Il y a des étudiants qui ont du mal à manger à leur faim chaque mois (...), la formation est exigeante et c’est compliqué d’avoir un boulot en parallèle.
Sandrine Dray, directrice des instituts de formation de l’AP-HMà France 3 Provence-Alpes
Pour pallier au retrait de la bourse, l'AP-HM a décliné des mesures d’aide financière pour permettre à d’autres étudiants en soins infirmiers de suivre la formation sereinement d’un point de vue financier.
Une décision pour se mettre en conformité avec la loi
De son côté, la Région explique avoir été contrainte de se mettre en conformité avec la loi. Un texte de l'Etat paru à la fin de l'année empêche en effet de cumuler les aides de France Travail et celles de la Région.

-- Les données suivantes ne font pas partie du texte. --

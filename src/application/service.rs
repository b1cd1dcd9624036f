use std::path::Path;

use chrono::{DateTime, NaiveDate, Utc};
use tracing::info;

use crate::domain::{
    Account, AccountIntegrity, Cents, ConsumptionEntry, ConsumptionId, ConsumptionRecord,
    ConsumptionUpdate, CustomerId, IntegrityReport, LedgerTransaction, NewCustomer, PricingPolicy,
    Statement, TransactionId,
};
use crate::storage::{Repository, accounts};

use super::AppError;
use super::consumption::{ConsumptionRecorder, DailyEntry, RecordOutcome};
use super::ledger::LedgerStore;
use super::recharge::RechargeProcessor;
use super::statement::StatementBuilder;

/// Knobs the service is built with.
#[derive(Debug, Clone, Copy, PartialEq, Eq)]
pub struct ServiceOptions {
    pub pricing: PricingPolicy,
    /// Confirm recharges as soon as they are recorded
    pub auto_confirm_recharges: bool,
}

impl Default for ServiceOptions {
    fn default() -> Self {
        Self {
            pricing: PricingPolicy::default(),
            auto_confirm_recharges: true,
        }
    }
}

/// Account details for display.
pub struct AccountInfo {
    pub account: Account,
    pub record_count: i64,
    pub pending_count: usize,
    pub last_activity: Option<DateTime<Utc>>,
}

/// Application service wiring the ledger components to one database.
/// This is the primary interface for any client (CLI, HTTP handler, tests).
#[derive(Clone)]
pub struct WalletService {
    repo: Repository,
    ledger: LedgerStore,
    recorder: ConsumptionRecorder,
    recharges: RechargeProcessor,
    statements: StatementBuilder,
}

impl WalletService {
    /// Build the components around an already migrated repository.
    pub fn new(repo: Repository, options: ServiceOptions) -> Self {
        let ledger = LedgerStore::new(repo.clone());
        Self {
            recorder: ConsumptionRecorder::new(repo.clone(), options.pricing),
            recharges: RechargeProcessor::new(ledger.clone(), options.auto_confirm_recharges),
            statements: StatementBuilder::new(repo.clone()),
            ledger,
            repo,
        }
    }

    /// Open (creating and migrating if needed) the database at `path`.
    pub async fn open(path: impl AsRef<Path>, options: ServiceOptions) -> Result<Self, AppError> {
        options.pricing.validate()?;
        let repo = Repository::init(path).await?;
        Ok(Self::new(repo, options))
    }

    pub async fn close(&self) {
        self.repo.close().await;
    }

    pub fn ledger(&self) -> &LedgerStore {
        &self.ledger
    }

    pub fn recorder(&self) -> &ConsumptionRecorder {
        &self.recorder
    }

    pub fn recharges(&self) -> &RechargeProcessor {
        &self.recharges
    }

    pub fn statements(&self) -> &StatementBuilder {
        &self.statements
    }

    pub fn pricing(&self) -> &PricingPolicy {
        self.recorder.pricing()
    }

    // ========================
    // Account operations
    // ========================

    /// Open a wallet for a new customer with a zero balance.
    pub async fn open_account(&self, customer: NewCustomer) -> Result<Account, AppError> {
        let account = Account::open(customer, Utc::now());
        let mut conn = self.repo.acquire().await?;
        accounts::insert(&mut conn, &account).await?;

        info!(customer_id = %account.id, name = %account.name, "account opened");
        Ok(account)
    }

    pub async fn get_account(&self, customer_id: CustomerId) -> Result<Account, AppError> {
        let mut conn = self.repo.acquire().await?;
        accounts::find(&mut conn, customer_id)
            .await?
            .ok_or(AppError::AccountNotFound(customer_id))
    }

    pub async fn get_account_info(&self, customer_id: CustomerId) -> Result<AccountInfo, AppError> {
        let account = self.get_account(customer_id).await?;
        let record_count = self.recorder.count_for_customer(customer_id).await?;
        let history = self.ledger.list_transactions(customer_id).await?;

        Ok(AccountInfo {
            account,
            record_count,
            pending_count: history.iter().filter(|t| !t.is_confirmed()).count(),
            last_activity: history.iter().map(|t| t.created_at).max(),
        })
    }

    pub async fn list_accounts(&self) -> Result<Vec<Account>, AppError> {
        let mut conn = self.repo.acquire().await?;
        Ok(accounts::list(&mut conn).await?)
    }

    // ========================
    // Consumption operations
    // ========================

    pub async fn record_consumption(&self, entry: ConsumptionEntry) -> Result<RecordOutcome, AppError> {
        self.recorder.create(entry, Utc::now()).await
    }

    pub async fn update_consumption(
        &self,
        id: ConsumptionId,
        update: ConsumptionUpdate,
    ) -> Result<RecordOutcome, AppError> {
        self.recorder.update(id, update, Utc::now()).await
    }

    pub async fn delete_consumption(&self, id: ConsumptionId) -> Result<RecordOutcome, AppError> {
        self.recorder.delete(id, Utc::now()).await
    }

    pub async fn get_consumption(&self, id: ConsumptionId) -> Result<ConsumptionRecord, AppError> {
        self.recorder.get(id).await
    }

    pub async fn list_consumption_for_date(
        &self,
        date: NaiveDate,
        customer_id: Option<CustomerId>,
    ) -> Result<Vec<DailyEntry>, AppError> {
        self.recorder.list_for_date(date, customer_id).await
    }

    // ========================
    // Recharge and ledger operations
    // ========================

    pub async fn recharge(
        &self,
        customer_id: CustomerId,
        amount: Cents,
        reference: Option<String>,
    ) -> Result<LedgerTransaction, AppError> {
        self.recharges
            .recharge(customer_id, amount, reference, Utc::now())
            .await
    }

    pub async fn confirm(&self, id: TransactionId) -> Result<LedgerTransaction, AppError> {
        self.recharges.confirm(id).await
    }

    pub async fn list_pending(
        &self,
        customer_id: Option<CustomerId>,
    ) -> Result<Vec<LedgerTransaction>, AppError> {
        self.ledger.list_pending(customer_id).await
    }

    pub async fn list_transactions(
        &self,
        customer_id: CustomerId,
    ) -> Result<Vec<LedgerTransaction>, AppError> {
        self.ledger.list_transactions(customer_id).await
    }

    pub async fn balance_as_of(
        &self,
        customer_id: CustomerId,
        cutoff: DateTime<Utc>,
    ) -> Result<Cents, AppError> {
        self.ledger.balance_as_of(customer_id, cutoff).await
    }

    // ========================
    // Statements and integrity
    // ========================

    pub async fn build_statement(
        &self,
        customer_id: CustomerId,
        start: NaiveDate,
        end: NaiveDate,
    ) -> Result<Statement, AppError> {
        self.statements.build(customer_id, start, end).await
    }

    pub async fn verify_account(&self, customer_id: CustomerId) -> Result<AccountIntegrity, AppError> {
        self.ledger.verify_account(customer_id).await
    }

    pub async fn check_integrity(&self) -> Result<IntegrityReport, AppError> {
        self.ledger.check_integrity().await
    }
}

"Pour nous mettre en légalité avec la réglementation, la Région a dû, pour le moment en tout cas dans ces votes et dans ses textes, faire en sorte que ces bourses n'apparaissent plus pour ces personnes concernées", indique Bertrand Mas-Fraissinet, conseiller régional, président de la commission des formation sanitaires et sociales.
Le médecin indique que la région est une des seules en France à proposer ces bourses sur critères sociaux, aux élèves et étudiants confrontés à des difficultés matérielles ne leur permettant pas d'entreprendre ou de poursuivre une formation. "Celles-ci représentent une toute petite partie des bourses que nous distribuons", précise-t-il.
Cela ne va pas s'arrêter tout de suite. Notre volonté est de faire en sorte que ça continue.
Bertrand Mass Fraissinet, conseiller régional, président de la commission des formations sanitaires et socialesà France 3 Provence-Alpes
Pour autant, il se veut rassurant. "Leur bourse actuelle n'est pas menacée", précise Bertrand Mass Fraissinet.
Une réflexion est en cours pour "trouver des solutions", notamment avec France Travail ou "pour trouver des aménagements au niveau local si la loi ne changeait pas". Et de préciser que ces étudiants infirmiers "sont importants pour la région".
Le secteur sanitaire et social représente en effet 15% des emplois de la région. De leur côté les étudiants restent mobilisés, alors qu'il est toujours très difficile de recruter des professionnels dans le secteur. Ils envisagent des réunions entre écoles pour parler d'une seule voix.